Sexual harassment is not so much sexual and/or harassment—it’s so demeaning, so
bad for your ego, you’re nothing in those situations. It is definitely part of
the power structure. Men are brutalized or harassed in other ways, treated
abominably at times in studios or agencies, but maybe what happens with women is
that guys feel they can go one step further to make us feel like shit.”
How much of it is still with us? Irma Herrera, the Executive Director of
Equal Rights Advocates, the nonprofit women’s law firm in San Francisco, says:
“About forty percent of our calls are about sexual harassment. Law students
answer that hotline and they really learn the amount of pain it causes women.”
Margaret Heidenry, a screenwriter (Something Borrowed), started as a
grip/electrician. She says it still happens “because it can. There are tons of
illegal things that people still do. It's about power, their power, and it's
about their sexuality."
“Men have to adjust. Get a grip,” says Sachs, a chief lighting technician
with many film and television credits (Nowhere to Run, White Sands). “Work is
not sitting in a bar with friends.”
Historian Rosalind Miles has written many fiction and nonfiction books
(Danger! Men at Work; Who Cooked the Last Supper: The Women’s History of the
World).

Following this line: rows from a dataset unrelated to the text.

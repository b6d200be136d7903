//! Integration tests for building a whole config into a collection.

mod common;

use common::StubFonts;
use shapeshow::{Diagnostic, EntityCollection};
use shapeshow_config::populate;
use shapeshow_fonts::FontStore;

const SCENE: &str = "\
Font fonts/arial.ttf Title 24 255 255 0
Circle Alpha 1 2 0 0 255 0 0 5

Rectangle Beta 0 0 0 0 10 10 10 4 6
Blob 1 2 3
Circle OnlyName
";

#[test]
fn test_builds_every_record_in_file_order() {
    let mut fonts = StubFonts::with(&["fonts/arial.ttf"]);
    let scene = EntityCollection::build(&populate(SCENE), &mut fonts);

    let kinds: Vec<&str> = scene.entities.iter().map(|e| e.kind_label()).collect();
    assert_eq!(
        kinds,
        vec!["Text", "Circle", "Rectangle", "Circle", "Circle"]
    );
    let names: Vec<Option<&str>> = scene.entities.iter().map(|e| e.name()).collect();
    assert_eq!(
        names,
        vec![
            None,
            Some("Alpha"),
            Some("Beta"),
            Some("UnknownEntity"),
            Some("FallbackCircle")
        ]
    );
}

#[test]
fn test_diagnostics_carry_record_index() {
    let mut fonts = StubFonts::with(&["fonts/arial.ttf"]);
    let scene = EntityCollection::build(&populate(SCENE), &mut fonts);

    let indexed: Vec<usize> = scene.diagnostics.iter().map(|d| d.record).collect();
    assert_eq!(indexed, vec![3, 4]);
    assert_eq!(
        scene.diagnostics[0].diagnostic,
        Diagnostic::UnknownEntity {
            entity_type: "Blob".to_string()
        }
    );
}

#[test]
fn test_blank_line_between_records() {
    let mut fonts = StubFonts::default();
    let records = populate("Circle A 0 0 0 0 1 1 1 1\n\nCircle B 0 0 0 0 1 1 1 1\n");
    let scene = EntityCollection::build(&records, &mut fonts);
    assert_eq!(scene.entities.len(), 2);
    assert_eq!(scene.entities[0].name(), Some("A"));
    assert_eq!(scene.entities[1].name(), Some("B"));
    assert!(scene.diagnostics.is_empty());
}

#[test]
fn test_missing_font_on_disk_degrades_to_dummy() {
    let dir = tempfile::TempDir::new().unwrap();
    let line = format!("Font {}/nope.ttf Hello", dir.path().display());

    let mut fonts = FontStore::new();
    let scene = EntityCollection::build(&populate(&line), &mut fonts);
    assert_eq!(scene.entities.len(), 1);
    assert_eq!(scene.entities[0].name(), Some("DummyText"));
    assert!(matches!(
        scene.diagnostics[0].diagnostic,
        Diagnostic::FontUnavailable { .. }
    ));
    assert!(fonts.is_empty());
}

#[test]
fn test_empty_config_builds_empty_collection() {
    let mut fonts = StubFonts::default();
    let scene = EntityCollection::build(&populate("\n  \n"), &mut fonts);
    assert!(scene.entities.is_empty());
    assert!(scene.diagnostics.is_empty());
}

#[test]
fn test_collection_serializes_as_tagged_list() {
    let mut fonts = StubFonts::default();
    let scene = EntityCollection::build(&populate("Circle A 1 2 0 0 255 0 0 5"), &mut fonts);
    let json = serde_json::to_value(&scene.entities).unwrap();

    let first = &json[0];
    assert_eq!(first["kind"], "Circle");
    assert_eq!(first["name"], "A");
    assert_eq!(first["position"][1], 2.0);
    assert_eq!(first["color"]["r"], 255);
    assert_eq!(first["radius"], 5.0);
}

She told me:
"To stop sexual harassment in Hollywood you'd have to rebuild the business,
but the dog-eat-dog industry practices, of which sexual harassment is only a
part, are not reflected in the films they make. No one is routinely depicted
behaving in this way and getting away with it. Sexual harassment is often
tolerated in 'creative' or 'artistic' men who are not expected to conform to a
nine-to-five morality. The right to have access to beautiful and exceptional
women and to use them for ‘rest and recreation’ is regarded as a legitimate perk
of the life, even though no one owns up to it. Women, too, think of it overtly
as a way to climb the greasy pole, and that perpetuates and even
institutionalizes it.”[iii]
[i] Gregory, Mollie. Quotes from Women Who Run the Show. St.
Martin’s Press.
[ii] Brownmiller, Susan. In Our Time: A Memoir of a Revolution. New
York: Dial Press, Random House, 1999. Pp 280-81. [See also MacKinnon,
Catherine. Sexual Harassment of Working Women. New Haven: Yale
University Press. ]
[iii] Miles, Rosalind. Her new book, Hell Hath No Fury: True
Profiles of Women at War, will be published by Crown, Sept. 2007.